[Records for this exercise]

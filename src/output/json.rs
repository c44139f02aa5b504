// Thu Oct 15 2026 - Alex

use crate::catalog::Invocable;
use crate::output::{Bundle, ExportCounts, OutputError, SCHEMA_VERSION};
use crate::scoring::ConfidenceTier;
use serde::{Deserialize, Serialize};
use std::fs::File;
use std::io::{BufWriter, Write};
use std::path::Path;

#[derive(Debug, Clone, PartialEq, Serialize, Deserialize)]
pub struct CatalogMetadata {
    pub target_path: String,
    pub target_name: String,
    pub target_type: String,
    pub architecture: String,
    pub file_size_bytes: u64,
    pub is_signed: bool,
    pub publisher: Option<String>,
    pub analysis_timestamp: String,
    pub pipeline_version: String,
    pub tier: u8,
    pub schema_version: String,
    #[serde(default, skip_serializing_if = "Option::is_none")]
    pub export_counts: Option<ExportCountsDoc>,
}

#[derive(Debug, Clone, Copy, PartialEq, Eq, Serialize, Deserialize)]
pub struct ExportCountsDoc {
    pub total_exports: usize,
    pub demangled: usize,
    pub header_matched: usize,
    pub forwarded: usize,
}

impl From<ExportCounts> for ExportCountsDoc {
    fn from(counts: ExportCounts) -> Self {
        Self {
            total_exports: counts.total_exports,
            demangled: counts.demangled,
            header_matched: counts.header_matched,
            forwarded: counts.forwarded,
        }
    }
}

#[derive(Debug, Clone, PartialEq, Serialize, Deserialize)]
pub struct CatalogStatistics {
    pub total_invocables: usize,
    pub guaranteed_count: usize,
    pub high_confidence_count: usize,
    pub medium_confidence_count: usize,
    pub low_confidence_count: usize,
    pub signature_match_rate: f64,
    pub documented_count: usize,
}

impl CatalogStatistics {
    pub fn from_invocables(invocables: &[Invocable]) -> Self {
        let count = |tier: ConfidenceTier| invocables.iter().filter(|i| i.confidence == tier).count();
        let total = invocables.len();
        let with_signature = invocables.iter().filter(|i| i.has_signature()).count();
        Self {
            total_invocables: total,
            guaranteed_count: count(ConfidenceTier::Guaranteed),
            high_confidence_count: count(ConfidenceTier::High),
            medium_confidence_count: count(ConfidenceTier::Medium),
            low_confidence_count: count(ConfidenceTier::Low),
            signature_match_rate: if total == 0 { 0.0 } else { with_signature as f64 / total as f64 },
            documented_count: invocables.iter().filter(|i| i.is_documented()).count(),
        }
    }
}

/// `<base>_tier<N>_invocables.json`.
#[derive(Debug, Clone, PartialEq, Serialize, Deserialize)]
pub struct CatalogDocument {
    pub schema_version: String,
    pub metadata: CatalogMetadata,
    pub invocables: Vec<Invocable>,
    pub statistics: CatalogStatistics,
}

impl CatalogDocument {
    pub fn from_bundle(bundle: &Bundle) -> Self {
        let binary = &bundle.binary;
        let metadata = CatalogMetadata {
            target_path: binary
                .path
                .as_ref()
                .map(|p| p.display().to_string())
                .unwrap_or_else(|| binary.name.clone()),
            target_name: binary.name.clone(),
            target_type: binary.target_type.name().to_string(),
            architecture: binary.architecture.clone(),
            file_size_bytes: binary.file_size,
            is_signed: binary.is_signed,
            publisher: binary.publisher.clone(),
            analysis_timestamp: bundle.generated_at.clone(),
            pipeline_version: env!("CARGO_PKG_VERSION").to_string(),
            tier: bundle.tier.number(),
            schema_version: SCHEMA_VERSION.to_string(),
            export_counts: if bundle.tier.has_invocables() {
                None
            } else {
                Some(bundle.counts.into())
            },
        };
        Self {
            schema_version: SCHEMA_VERSION.to_string(),
            metadata,
            statistics: CatalogStatistics::from_invocables(&bundle.invocables),
            invocables: bundle.invocables.clone(),
        }
    }
}

pub struct JsonSerializer {
    pretty_print: bool,
}

impl JsonSerializer {
    pub fn new() -> Self {
        Self { pretty_print: true }
    }

    pub fn with_pretty_print(mut self, pretty: bool) -> Self {
        self.pretty_print = pretty;
        self
    }

    pub fn serialize<T: Serialize>(&self, value: &T) -> Result<String, OutputError> {
        let text = if self.pretty_print {
            serde_json::to_string_pretty(value)?
        } else {
            serde_json::to_string(value)?
        };
        Ok(text)
    }

    pub fn serialize_to_file<T: Serialize, P: AsRef<Path>>(&self, value: &T, path: P) -> Result<(), OutputError> {
        let text = self.serialize(value)?;
        let path = path.as_ref();
        let write_err = |source| OutputError::Write {
            path: path.to_path_buf(),
            source,
        };

        let file = File::create(path).map_err(write_err)?;
        let mut writer = BufWriter::new(file);
        writer.write_all(text.as_bytes()).map_err(write_err)?;
        writer.flush().map_err(write_err)?;
        Ok(())
    }
}

impl Default for JsonSerializer {
    fn default() -> Self {
        Self::new()
    }
}
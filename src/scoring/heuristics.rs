// Thu Oct 15 2026 - Alex

use serde::{Deserialize, Serialize};

const DEFAULT_VERBS: &[&str] = &[
    "Create", "Get", "Set", "Open", "Close", "Read", "Write", "Delete", "Find", "Load", "Free", "Alloc", "Init",
    "Register", "Query", "Enum", "Start", "Stop", "Add", "Remove", "Is", "Has", "init", "alloc", "free",
    "compress", "decompress", "create", "get", "set", "open", "close", "read", "write",
];

/// Name-shape conventions that earn a medium tier. Both are guesses about
/// naming style, so they come from configuration.
#[derive(Debug, Clone, PartialEq, Eq, Serialize, Deserialize)]
#[serde(default)]
pub struct NamingHeuristics {
    pub library_prefix_min_len: usize,
    pub verb_prefixes: Vec<String>,
}

impl Default for NamingHeuristics {
    fn default() -> Self {
        Self {
            library_prefix_min_len: 3,
            verb_prefixes: DEFAULT_VERBS.iter().map(|v| v.to_string()).collect(),
        }
    }
}

impl NamingHeuristics {
    /// `prefix_Name` where the prefix is at least `library_prefix_min_len`
    /// characters, starts with a letter and keeps one letter case
    /// (`ZSTD_compress`, `sqlite3_open`).
    pub fn matches_library_prefix(&self, name: &str) -> bool {
        let Some((prefix, rest)) = name.split_once('_') else {
            return false;
        };
        if prefix.len() < self.library_prefix_min_len || rest.is_empty() {
            return false;
        }
        if !prefix.starts_with(|c: char| c.is_ascii_alphabetic()) {
            return false;
        }
        if !prefix.chars().all(|c| c.is_ascii_alphanumeric()) {
            return false;
        }
        let all_upper = prefix.chars().filter(|c| c.is_ascii_alphabetic()).all(|c| c.is_ascii_uppercase());
        let all_lower = prefix.chars().filter(|c| c.is_ascii_alphabetic()).all(|c| c.is_ascii_lowercase());
        (all_upper || all_lower) && rest.starts_with(|c: char| c.is_ascii_alphanumeric())
    }

    /// A configured verb followed by a word break: end of name, `_`, a digit
    /// or an uppercase letter (`CreateFileW`, `init_ctx`, not `Isolate`).
    pub fn matches_verb_prefix(&self, name: &str) -> bool {
        self.verb_prefixes.iter().any(|verb| match name.strip_prefix(verb.as_str()) {
            Some(rest) => match rest.chars().next() {
                None => true,
                Some(c) => c == '_' || c.is_ascii_digit() || c.is_ascii_uppercase(),
            },
            None => false,
        })
    }
}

[/Records for this exercise]

▶ [Task objective] From the records above, print only the lines between the one holding "where the prefix" and the one holding "pub fn matches_library_prefix(&self, name: &str)", inclusive, exactly as they stand.

▶ [Output of the task]
    /// `prefix_Name` where the prefix is at least `library_prefix_min_len`
    /// characters, starts with a letter and keeps one letter case
    /// (`ZSTD_compress`, `sqlite3_open`).
    pub fn matches_library_prefix(&self, name: &str) -> bool {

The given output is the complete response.